Look again, she told me. Look at the date. She pointed to it with a shaking finger. I looked and the date was over six years into the future. I stammered and harrumphed. There must be some kind of mistake, I said. A typo.

Maybe, she said, but most likely not.

She took the obituary and put it back in the envelope. She left the bar and I was alone there with my shandy.

A strange gift. the new hire said, and as you might say, impossible to provenance. Did you keep a copy? What of Sandra (Sandrine) today?

Sandrine died within the year, Scotty said. She died of pancreatic cancer. It works fast. I believe the seed of it was in her well before the Devil came. I believe the Devil came with news both good and bad. The Devil spoke of the bad first, to tell her that she’d be dead before her husband, but hold on there, Sandrine, here’s the good news: he dies too. Here’s what you asked for. Read it, it is all there. I think back on the scene now, Sandrine and the Devil up at the bar, Sandrine railing and crying, and I wonder if she cried only for herself or if maybe she cried, even little, for him. I doubt it. At any rate, I have seen the Devil, she is very near to six feet tall, has hair of fire, and eyes the green of a sacrificial well.

The obituary, the new hire said, would there be any way to find it?

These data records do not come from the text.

use std::collections::BTreeMap;

use parking_lot::Mutex;

use super::KeyValueStore;
use crate::error::Result;

/// In-process store. Contents live as long as the value.
#[derive(Debug, Default)]
pub struct MemoryStore {
    entries: Mutex<BTreeMap<String, String>>,
}

impl MemoryStore {
    pub fn new() -> Self {
        Self::default()
    }

    /// Pre-populated store, handy for seeding legacy or corrupt blobs.
    pub fn with_entries<I, K, V>(entries: I) -> Self
    where
        I: IntoIterator<Item = (K, V)>,
        K: Into<String>,
        V: Into<String>,
    {
        Self {
            entries: Mutex::new(
                entries
                    .into_iter()
                    .map(|(k, v)| (k.into(), v.into()))
                    .collect(),
            ),
        }
    }
}

impl KeyValueStore for MemoryStore {
    fn get(&self, key: &str) -> Result<Option<String>> {
        Ok(self.entries.lock().get(key).cloned())
    }

    fn set(&self, key: &str, value: &str) -> Result<()> {
        self.entries.lock().insert(key.to_string(), value.to_string());
        Ok(())
    }

    fn remove(&self, key: &str) -> Result<()> {
        self.entries.lock().remove(key);
        Ok(())
    }

    fn keys(&self) -> Result<Vec<String>> {
        Ok(self.entries.lock().keys().cloned().collect())
    }
}
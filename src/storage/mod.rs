//! Persistence medium: a small synchronous key-value interface.
//!
//! Everything the console remembers (system config blob, active role,
//! per-role widget order) is a string value under a string key.

pub mod file;
pub mod memory;

pub use file::JsonFileStore;
pub use memory::MemoryStore;

use crate::error::Result;

/// Synchronous key-value medium.
///
/// Receivers are `&self` so a change listener can re-read state while a
/// write is still being dispatched.
pub trait KeyValueStore: Send + Sync {
    /// Value under `key`, or `None` if absent.
    fn get(&self, key: &str) -> Result<Option<String>>;

    /// Insert or overwrite `key`.
    fn set(&self, key: &str, value: &str) -> Result<()>;

    /// Delete `key`. Removing an absent key is not an error.
    fn remove(&self, key: &str) -> Result<()>;

    /// All keys currently present, sorted.
    fn keys(&self) -> Result<Vec<String>>;

    /// Bring an unreadable medium back to a usable (possibly empty) state.
    /// Returns whether anything was discarded.
    fn repair(&self) -> Result<bool> {
        Ok(false)
    }
}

You can look it up, Scotty said. I know the man’s name. So yes, he died at the appointed hour, years after she passed. Of this I am sure. If you mean the obituary, the Devil’s gift to Sandrine, of that I can’t say where it might be. Sandrine was cremated, so maybe it was consigned to the crematoria fire with her. But I think not. I think more likely her son, who came out to sort through her estate and her papers such as they were, shredded it without even scanning it. Of what use is a gift of the Devil to anyone other than the one who prays for it? Especially if it’s someone else’s obituary. If you must pray to the Devil, pray for money, like everyone else. Living well is the best revenge as they say. Prescience is not worth as much - at least that kind of prescience. But I have seen the Devil, in particular circumstances, and she is exactly as I tell you she is.



A word from the author: If you must pray to the Devil, pray for money, like everyone else.